[Opening THE RECORDS section]

use std::collections::HashSet;
use std::str::FromStr;

use bigdecimal::{BigDecimal, RoundingMode};
use chrono::NaiveDate;
use sales_core::{
    fits_numeric, integer_digits, Customer, Order, OrderItem, Product, CURRENCY_PRECISION,
    CURRENCY_SCALE, DISCOUNT_PRECISION, DISCOUNT_SCALE,
};
use tracing::warn;

use crate::source::RawSalesRecord;

const SALE_DATE_FORMAT: &str = "%Y-%m-%d";

/// Entities derived from one source row. Customer/product are `None` when their
/// key was already emitted earlier in the same run.
#[derive(Debug, Clone, PartialEq, Eq)]
pub struct ResolvedRecord {
    pub customer: Option<Customer>,
    pub product: Option<Product>,
    pub order: Order,
    pub item: OrderItem,
}

/// Run-scoped resolver: first-seen-wins dedup of customers and products.
/// Build a fresh one per refresh; the seen-sets die with it.
#[derive(Debug)]
pub struct EntityResolver {
    processing_date: NaiveDate,
    customers_seen: HashSet<String>,
    products_seen: HashSet<String>,
    field_warnings: u64,
}

impl EntityResolver {
    /// `processing_date` replaces unparseable sale dates.
    pub fn new(processing_date: NaiveDate) -> Self {
        Self {
            processing_date,
            customers_seen: HashSet::new(),
            products_seen: HashSet::new(),
            field_warnings: 0,
        }
    }

    pub fn resolve(&mut self, record: RawSalesRecord) -> ResolvedRecord {
        let line = record.line;

        let quantity_sold = parse_quantity(&record.quantity).unwrap_or_else(|| {
            self.warn_field(line, "quantity", &record.quantity, "0");
            0
        });
        let unit_price = parse_money(&record.unit_price).unwrap_or_else(|| {
            self.warn_field(line, "unit_price", &record.unit_price, "0.00");
            zero(CURRENCY_SCALE)
        });
        let discount = parse_discount(&record.discount).unwrap_or_else(|| {
            self.warn_field(line, "discount", &record.discount, "0");
            zero(DISCOUNT_SCALE)
        });
        let shipping_cost = parse_money(&record.shipping_cost).unwrap_or_else(|| {
            self.warn_field(line, "shipping_cost", &record.shipping_cost, "0.00");
            zero(CURRENCY_SCALE)
        });
        let date_of_sale = parse_sale_date(&record.date_of_sale).unwrap_or_else(|| {
            let fallback = self.processing_date;
            self.warn_field(line, "date_of_sale", &record.date_of_sale, &fallback.to_string());
            fallback
        });

        let customer = self
            .customers_seen
            .insert(record.customer_id.clone())
            .then(|| Customer {
                customer_id: record.customer_id.clone(),
                name: record.customer_name,
                email: record.customer_email,
                address: record.customer_address,
            });

        let product = self
            .products_seen
            .insert(record.product_id.clone())
            .then(|| Product {
                product_id: record.product_id.clone(),
                name: record.product_name,
                category: record.category,
            });

        let order = Order {
            order_id: record.order_id.clone(),
            customer_id: record.customer_id,
            region: record.region,
            date_of_sale,
            payment_method: record.payment_method,
            shipping_cost,
        };

        let item = OrderItem {
            order_id: record.order_id,
            product_id: record.product_id,
            quantity_sold,
            unit_price,
            discount,
        };

        ResolvedRecord {
            customer,
            product,
            order,
            item,
        }
    }

    pub fn distinct_customers(&self) -> usize {
        self.customers_seen.len()
    }

    pub fn distinct_products(&self) -> usize {
        self.products_seen.len()
    }

    /// Number of fields replaced by a default so far.
    pub fn field_warnings(&self) -> u64 {
        self.field_warnings
    }

    fn warn_field(&mut self, line: u64, field: &'static str, raw: &str, substitute: &str) {
        self.field_warnings += 1;
        warn!(line, field, value = %raw, substitute, "malformed field; substituting default");
    }
}

/// Non-negative integer quantity.
pub fn parse_quantity(raw: &str) -> Option<i32> {
    raw.trim().parse::<i32>().ok().filter(|q| *q >= 0)
}

/// Decimal rounded half-up to `scale` places. `None` unless it fits a
/// `NUMERIC(precision, scale)` column.
pub fn parse_decimal(raw: &str, precision: i64, scale: i64) -> Option<BigDecimal> {
    let value = BigDecimal::from_str(raw.trim()).ok()?;
    if !fits_numeric(&value, precision, scale) {
        return None;
    }
    if integer_digits(&value) < -scale {
        return Some(zero(scale));
    }
    Some(value.with_scale_round(scale, RoundingMode::HalfUp))
}

/// Currency amount at two places, at most eight integer digits.
pub fn parse_money(raw: &str) -> Option<BigDecimal> {
    parse_decimal(raw, CURRENCY_PRECISION, CURRENCY_SCALE)
}

/// Fraction in `[0, 1]` at four places.
pub fn parse_discount(raw: &str) -> Option<BigDecimal> {
    parse_decimal(raw, DISCOUNT_PRECISION, DISCOUNT_SCALE)
        .filter(|d| *d >= BigDecimal::from(0_i32) && *d <= BigDecimal::from(1_i32))
}

pub fn parse_sale_date(raw: &str) -> Option<NaiveDate> {
    NaiveDate::parse_from_str(raw.trim(), SALE_DATE_FORMAT).ok()
}

fn zero(scale: i64) -> BigDecimal {
    BigDecimal::from(0_i32).with_scale(scale)
}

[Closing THE RECORDS section]

* _TRY IT_
Write out the lines above from the one containing "parse_decimal(raw, DISCOUNT_PRECISION, DISCOUNT_SCALE)" through the last, exactly as they are.

* _WRITTEN RESPONSE_
    parse_decimal(raw, DISCOUNT_PRECISION, DISCOUNT_SCALE)
        .filter(|d| *d >= BigDecimal::from(0_i32) && *d <= BigDecimal::from(1_i32))
}

pub fn parse_sale_date(raw: &str) -> Option<NaiveDate> {
    NaiveDate::parse_from_str(raw.trim(), SALE_DATE_FORMAT).ok()
}

fn zero(scale: i64) -> BigDecimal {
    BigDecimal::from(0_i32).with_scale(scale)
}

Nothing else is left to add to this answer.